( Azuaga, 25 de diciembre de 2012)
Veinticinco de diciembre, fun,
fun. Día lluvioso, desapacible y frío. Deambulo a toda prisa por las calles
vacías. Ni en los tugurios de los impenitentes bebedores de aguardiente matinal cualquier día del año hay la más mínima señal de movimiento humano. Los
fumadores faltos de previsión, como quien suscribe, hoy tendrán que fumarse la
pata de una silla. El pueblo está sumido en un sopor cansino tras las puertas
cerradas. Silencio de granito sobre los
tejados verdinosos. Hay que recuperar el equilibrio tras una noche larga en
torno a las candelas públicas. Quedan rescoldos en algunas todavía.
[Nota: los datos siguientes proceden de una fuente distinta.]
//! Repository-level removal operations.
//!
//! This port provides the two removal primitives the cleaner needs, scoped to
//! a root directory. It does not decide which paths are targets; that belongs
//! to the domain target lists.

use crate::domain::AppError;

/// Successful outcome of a single removal call.
#[derive(Debug, Clone, Copy, PartialEq, Eq)]
pub enum Removal {
    /// The target existed and is now gone.
    Removed,
    /// Nothing existed at the target path.
    Absent,
}

/// Port for removing repository paths.
///
/// All `path` arguments are relative to the repository root.
/// Implementations must reject paths that escape the root or name the root itself.
pub trait RepositoryFilesystem {
    /// Remove a directory and all its contents. Symlinks inside the tree are
    /// removed, never followed.
    fn remove_dir_all(&self, path: &str) -> Result<Removal, AppError>;

    /// Remove a single file (or symlink).
    fn remove_file(&self, path: &str) -> Result<Removal, AppError>;
}
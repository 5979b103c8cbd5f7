use std::io;

use thiserror::Error;

/// Library-wide error type for cleanme operations.
#[derive(Debug, Error)]
pub enum AppError {
    /// Underlying I/O failure.
    #[error(transparent)]
    Io(#[from] io::Error),

    /// Path escapes the cleaning root.
    #[error("Path '{0}' escapes the cleaning root")]
    PathTraversal(String),

    /// Path resolves to the cleaning root itself.
    #[error("Refusing to remove the cleaning root via '{0}'")]
    RootTarget(String),

    /// Directory removal was asked to remove something that is not a directory.
    #[error("Not a directory: {0}")]
    NotADirectory(String),
}
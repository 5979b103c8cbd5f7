//! cleanme: Remove build and install artifacts to restore a repository to a clean state.

pub mod adapters;
pub mod app;
pub mod domain;
pub mod ports;


use std::path::Path;

use adapters::FilesystemStore;
use app::commands::clean as clean_command;

pub use domain::{AppError, CleanTargets, TargetPath};

/// Remove the default targets from the current directory.
///
/// Fails only when the current directory cannot be determined. Individual
/// removal failures are absorbed.
pub fn clean() -> Result<(), AppError> {
    let store = FilesystemStore::current()?;
    clean_command::execute(&store, &CleanTargets::default());
    Ok(())
}

/// Remove the default targets from `root`.
pub fn clean_in(root: &Path) -> Result<(), AppError> {
    clean_with(root, &CleanTargets::default())
}

/// Remove a caller-supplied set of targets from `root`.
///
/// A relative `root` is resolved against the current directory first; that
/// resolution is the only failure surfaced.
pub fn clean_with(root: &Path, targets: &CleanTargets) -> Result<(), AppError> {
    let store = FilesystemStore::new(root)?;
    clean_command::execute(&store, targets);
    Ok(())
}
//! Test double for `RepositoryFilesystem`.

use std::cell::RefCell;
use std::collections::HashMap;
use std::io;

use crate::domain::AppError;
use crate::ports::{Removal, RepositoryFilesystem};

/// A removal call observed by the mock.
#[derive(Debug, Clone, PartialEq, Eq)]
pub enum FsCall {
    RemoveDirAll(String),
    RemoveFile(String),
}

/// Recording implementation of `RepositoryFilesystem` for unit tests.
///
/// Every call succeeds with `Removal::Absent` unless a failure was registered for its path.
#[derive(Default)]
pub struct MockFilesystem {
    calls: RefCell<Vec<FsCall>>,
    failures: RefCell<HashMap<String, io::ErrorKind>>,
}

impl MockFilesystem {
    pub fn new() -> Self {
        Self::default()
    }

    pub fn fail_on(&self, path: &str, kind: io::ErrorKind) {
        self.failures.borrow_mut().insert(path.to_string(), kind);
    }

    pub fn calls(&self) -> Vec<FsCall> {
        self.calls.borrow().clone()
    }

    fn outcome(&self, path: &str) -> Result<Removal, AppError> {
        match self.failures.borrow().get(path) {
            Some(kind) => Err(AppError::from(io::Error::new(*kind, "Mock removal error"))),
            None => Ok(Removal::Absent),
        }
    }
}

impl RepositoryFilesystem for MockFilesystem {
    fn remove_dir_all(&self, path: &str) -> Result<Removal, AppError> {
        self.calls.borrow_mut().push(FsCall::RemoveDirAll(path.to_string()));
        self.outcome(path)
    }

    fn remove_file(&self, path: &str) -> Result<Removal, AppError> {
        self.calls.borrow_mut().push(FsCall::RemoveFile(path.to_string()));
        self.outcome(path)
    }
}
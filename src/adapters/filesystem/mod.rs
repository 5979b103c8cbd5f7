//! Filesystem adapter for the removal port.
//!
//! `FilesystemStore` owns the cleaning root and enforces that every removal
//! stays strictly inside it.

mod repository_filesystem;

use std::path::{Component, Path, PathBuf};

use crate::domain::AppError;

/// Filesystem-backed store rooted at a repository directory.
///
/// The root is held as an absolute path so containment checks never compare
/// against `.` or a leading `..`.
#[derive(Debug, Clone)]
pub struct FilesystemStore {
    root: PathBuf,
}

impl FilesystemStore {
    /// Create a store rooted at `root`, resolved against the current directory when relative.
    pub fn new(root: impl AsRef<Path>) -> Result<Self, AppError> {
        let root = std::path::absolute(root.as_ref())?;
        Ok(Self { root: lexical_normalize(&root) })
    }

    /// Create a store rooted at the current working directory.
    pub fn current() -> Result<Self, AppError> {
        Self::new(std::env::current_dir()?)
    }

    /// Join a target onto the root. Containment is checked separately.
    fn resolve(&self, path: &str) -> PathBuf {
        self.root.join(path)
    }

    /// Accept only paths that land strictly below the root once `.` and `..` are folded.
    pub(crate) fn validate_removal_target(&self, path: &Path) -> Result<(), AppError> {
        let candidate = lexical_normalize(&self.root.join(path));

        if !candidate.starts_with(&self.root) {
            return Err(AppError::PathTraversal(path.display().to_string()));
        }
        if candidate == self.root {
            return Err(AppError::RootTarget(path.display().to_string()));
        }
        Ok(())
    }
}

/// Fold `.` and `..` without touching the filesystem.
///
/// A `..` that cannot pop is kept on relative paths and dropped at a root,
/// matching how the OS resolves `/..`.
pub(crate) fn lexical_normalize(path: &Path) -> PathBuf {
    let mut out = PathBuf::new();
    for component in path.components() {
        match component {
            Component::CurDir => {}
            Component::ParentDir => {
                let can_pop = matches!(out.components().next_back(), Some(Component::Normal(_)));
                if can_pop {
                    out.pop();
                } else if !out.has_root() {
                    out.push("..");
                }
            }
            other => out.push(other.as_os_str()),
        }
    }
    out
}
Nunca he sabido con exactitud dónde
hundirá sus raíces esta tradición. Supongo que recordarán las hogueras de
pastores, en las que encendían los hachones con los que alumbraban su
tradicional periplo navideño a la misa del gallo por veredas inseguras, incluso
a plena luz del día.
Desconozco
por qué razón hay tradiciones que arraigan de manera indeleble, incluso entre
quienes desconocen su sentido, mientras otras mueren de inanición apenas en dos
generaciones.
Asomado al mirador de mi memoria, aletean en ese álbum intangible
de imágenes imborrables que guardamos de nosotros mismo la hoguera de hachones
de gamones, asfódelos o varitas de san José, una planta liliácea de tallo
lampiño y poroso, que una vez seco, arde con facilidad extrema. Pacientemente
mi padre los había fabricando durante los meses previos para alumbrar nuestra
noche de navidad.
Mis hermanos y yo jugábamos con fuego en la más tierna
infancia, con autorización de los adultos, por respeto a la tradición. Nevaba sobre
nuestras cabezas infantiles una nieve grisácea de pavesas y la nochebuena fría y
solitaria de los niños sin escuela que éramos, se llenaba con nuestras risas nerviosas
y sinceras. Como druidas antiguos correteábamos con nuestros hachones, iluminando
la noche en torno al cortijo solitario en la cima de un cerro pelado batido por
los vientos que soplaban desde cualquiera de los puntos cardinales.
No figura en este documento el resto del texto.